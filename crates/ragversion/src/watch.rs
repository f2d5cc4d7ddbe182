//! Continuous tracking of a directory.
//!
//! [`DirectoryWatcher`] subscribes to file system notifications under a root
//! and runs every affected path through [`Tracker::track`] once the path has
//! been quiet for the debounce window, so a burst of writes to one file
//! becomes a single tracking pass. A rename is tracked as a deletion of the
//! old path and a creation of the new one.
//!
//! Notifications arrive on a `notify` thread and are forwarded over an
//! unbounded channel to a Tokio task that owns the debounce state.

use std::collections::HashMap;
use std::path::{Path, PathBuf};
use std::time::Duration;

use notify::{Event, EventKind, RecommendedWatcher, RecursiveMode, Watcher};
use tokio::sync::mpsc;
use tokio::task::JoinHandle;
use tokio::time::Instant;

use ragversion_core::models::Metadata;
use ragversion_core::{Error, Result};

use crate::detector::normalize_path;
use crate::scan::PathFilter;
use crate::tracker::Tracker;

pub const DEFAULT_DEBOUNCE: Duration = Duration::from_millis(500);

#[derive(Debug, Clone)]
pub struct WatchOptions {
    /// Same matching rules as directory runs. Empty means every file.
    pub patterns: Vec<String>,
    pub exclude: Vec<String>,
    pub recursive: bool,
    pub debounce: Duration,
    /// Attached to every version the watcher records.
    pub metadata: Option<Metadata>,
}

impl Default for WatchOptions {
    fn default() -> Self {
        Self {
            patterns: Vec::new(),
            exclude: Vec::new(),
            recursive: true,
            debounce: DEFAULT_DEBOUNCE,
            metadata: None,
        }
    }
}

/// Which notified paths belong to the watch.
struct Scope {
    root: PathBuf,
    canonical_root: Option<PathBuf>,
    filter: PathFilter,
    recursive: bool,
}

impl Scope {
    fn relative<'a>(&self, path: &'a Path) -> Option<&'a Path> {
        path.strip_prefix(&self.root).ok().or_else(|| {
            self.canonical_root
                .as_ref()
                .and_then(|root| path.strip_prefix(root).ok())
        })
    }

    /// Dot-files are skipped; editors use them for swap and lock files.
    fn wants(&self, path: &Path) -> bool {
        let Some(relative) = self.relative(path) else {
            return false;
        };
        if relative.as_os_str().is_empty() {
            return false;
        }
        if !self.recursive && relative.components().count() != 1 {
            return false;
        }
        let Some(name) = path.file_name() else {
            return false;
        };
        if name.to_string_lossy().starts_with('.') {
            return false;
        }
        self.filter.matches(relative, Path::new(name))
    }
}

/// Paths an event may have changed. Access and unclassified events yield none.
fn affected_paths(event: &Event) -> &[PathBuf] {
    match event.kind {
        EventKind::Any | EventKind::Create(_) | EventKind::Modify(_) | EventKind::Remove(_) => {
            event.paths.as_slice()
        }
        EventKind::Access(_) | EventKind::Other => &[],
    }
}

fn watch_error(path: &Path, err: notify::Error) -> Error {
    Error::io(path, std::io::Error::other(err.to_string()))
}

/// A running watch. Dropping it stops delivery immediately; [`stop`](Self::stop)
/// also tracks whatever was still waiting out its debounce window.
pub struct DirectoryWatcher {
    root: PathBuf,
    watcher: Option<RecommendedWatcher>,
    task: JoinHandle<()>,
}

impl DirectoryWatcher {
    /// Start watching `dir`. Must be called from within a Tokio runtime.
    pub fn start(tracker: Tracker, dir: impl AsRef<Path>, options: WatchOptions) -> Result<Self> {
        let root = normalize_path(dir.as_ref())?;
        if !root.is_dir() {
            return Err(Error::io(
                &root,
                std::io::Error::new(std::io::ErrorKind::NotFound, "directory does not exist"),
            ));
        }
        let scope = Scope {
            canonical_root: std::fs::canonicalize(&root).ok().filter(|c| *c != root),
            root: root.clone(),
            filter: PathFilter::new(&options.patterns, &options.exclude)?,
            recursive: options.recursive,
        };

        let (tx, rx) = mpsc::unbounded_channel();
        let mut watcher = notify::recommended_watcher(move |res: notify::Result<Event>| {
            // The receiver only goes away once the watch is being torn down.
            let _ = tx.send(res);
        })
        .map_err(|e| watch_error(&root, e))?;
        let mode = if options.recursive {
            RecursiveMode::Recursive
        } else {
            RecursiveMode::NonRecursive
        };
        watcher.watch(&root, mode).map_err(|e| watch_error(&root, e))?;

        tracing::info!(
            root = %root.display(),
            recursive = options.recursive,
            debounce_ms = options.debounce.as_millis() as u64,
            "watching directory"
        );
        let task = tokio::spawn(debounce_loop(
            tracker,
            scope,
            options.debounce,
            options.metadata,
            rx,
        ));

        Ok(Self {
            root,
            watcher: Some(watcher),
            task,
        })
    }

    pub fn root(&self) -> &Path {
        &self.root
    }

    /// Stop watching and wait until pending paths have been tracked.
    pub async fn stop(mut self) {
        self.watcher.take();
        if let Err(e) = (&mut self.task).await {
            tracing::error!(root = %self.root.display(), error = %e, "watch task ended abnormally");
        }
        tracing::info!(root = %self.root.display(), "stopped watching directory");
    }
}

impl Drop for DirectoryWatcher {
    fn drop(&mut self) {
        self.task.abort();
    }
}

async fn debounce_loop(
    tracker: Tracker,
    scope: Scope,
    debounce: Duration,
    metadata: Option<Metadata>,
    mut rx: mpsc::UnboundedReceiver<notify::Result<Event>>,
) {
    let mut pending: HashMap<PathBuf, Instant> = HashMap::new();
    loop {
        let next_due = pending.values().min().copied();
        tokio::select! {
            received = rx.recv() => match received {
                Some(Ok(event)) => {
                    let due = Instant::now() + debounce;
                    for path in affected_paths(&event) {
                        if scope.wants(path) {
                            pending.insert(path.clone(), due);
                        }
                    }
                }
                Some(Err(e)) => tracing::warn!(root = %scope.root.display(), error = %e, "watch error"),
                None => break,
            },
            _ = tokio::time::sleep_until(next_due.unwrap_or_else(Instant::now)), if next_due.is_some() => {
                let now = Instant::now();
                let mut ready: Vec<PathBuf> = pending
                    .iter()
                    .filter(|(_, due)| **due <= now)
                    .map(|(path, _)| path.clone())
                    .collect();
                ready.sort();
                for path in ready {
                    pending.remove(&path);
                    track_path(&tracker, &path, metadata.clone()).await;
                }
            }
        }
    }

    let mut rest: Vec<PathBuf> = pending.into_keys().collect();
    rest.sort();
    for path in rest {
        track_path(&tracker, &path, metadata.clone()).await;
    }
}

async fn track_path(tracker: &Tracker, path: &Path, metadata: Option<Metadata>) {
    if tokio::fs::metadata(path).await.is_ok_and(|m| m.is_dir()) {
        return;
    }
    match tracker.track(path, metadata).await {
        Ok(result) => {
            if let Some(event) = result.event {
                tracing::debug!(
                    path = %event.file_path,
                    version = event.version_number,
                    change = %event.change_kind,
                    "watched change tracked"
                );
            }
        }
        Err(e) => tracing::warn!(
            path = %path.display(),
            category = e.category().as_str(),
            error = %e,
            "failed to track watched file"
        ),
    }
}

#[cfg(test)]
mod tests {
    use super::*;
    use notify::event::{AccessKind, CreateKind, ModifyKind, RemoveKind, RenameMode};

    fn event(kind: EventKind, paths: &[&str]) -> Event {
        let mut event = Event::new(kind);
        for path in paths {
            event = event.add_path(PathBuf::from(path));
        }
        event
    }

    fn scope(patterns: &[&str], recursive: bool) -> Scope {
        let patterns: Vec<String> = patterns.iter().map(|p| p.to_string()).collect();
        Scope {
            root: PathBuf::from("/data/docs"),
            canonical_root: None,
            filter: PathFilter::new(&patterns, &["drafts/**".to_string()]).unwrap(),
            recursive,
        }
    }

    #[test]
    fn test_changes_report_their_paths() {
        let created = event(EventKind::Create(CreateKind::File), &["/d/a.md"]);
        assert_eq!(affected_paths(&created), [PathBuf::from("/d/a.md")]);

        let removed = event(EventKind::Remove(RemoveKind::File), &["/d/a.md"]);
        assert_eq!(affected_paths(&removed).len(), 1);

        let renamed = event(
            EventKind::Modify(ModifyKind::Name(RenameMode::Both)),
            &["/d/old.md", "/d/new.md"],
        );
        assert_eq!(
            affected_paths(&renamed),
            [PathBuf::from("/d/old.md"), PathBuf::from("/d/new.md")]
        );
    }

    #[test]
    fn test_reads_are_ignored() {
        let read = event(EventKind::Access(AccessKind::Read), &["/d/a.md"]);
        assert!(affected_paths(&read).is_empty());
        assert!(affected_paths(&event(EventKind::Other, &["/d/a.md"])).is_empty());
    }

    #[test]
    fn test_scope_applies_patterns_and_depth() {
        let nested = scope(&["*.md"], true);
        assert!(nested.wants(Path::new("/data/docs/guide.md")));
        assert!(nested.wants(Path::new("/data/docs/sub/deep.md")));
        assert!(!nested.wants(Path::new("/data/docs/notes.txt")));
        assert!(!nested.wants(Path::new("/data/docs/drafts/wip.md")));
        assert!(!nested.wants(Path::new("/data/docs/.guide.md.swp")));
        assert!(!nested.wants(Path::new("/elsewhere/guide.md")));
        assert!(!nested.wants(Path::new("/data/docs")));

        let flat = scope(&[], false);
        assert!(flat.wants(Path::new("/data/docs/notes.txt")));
        assert!(!flat.wants(Path::new("/data/docs/sub/deep.md")));
    }

    #[tokio::test]
    async fn test_missing_directory_is_io_error() {
        let tracker = Tracker::open(crate::Config::in_memory()).await.unwrap();
        let err = DirectoryWatcher::start(tracker, "/no/such/dir", WatchOptions::default())
            .err()
            .unwrap();
        assert_eq!(err.category().as_str(), "io");
    }
}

TRY IT: Print only these lines, please. They run from the start of the entries above to the line containing "deletion of the", both ends included, and must match exactly.

EXERCISE SOLUTION:
filename crates/ragversion/src/watch.rs
repository f2d5cc4d7ddbe182
//! Continuous tracking of a directory.
//!
//! [`DirectoryWatcher`] subscribes to file system notifications under a root
//! and runs every affected path through [`Tracker::track`] once the path has
//! been quiet for the debounce window, so a burst of writes to one file
//! becomes a single tracking pass. A rename is tracked as a deletion of the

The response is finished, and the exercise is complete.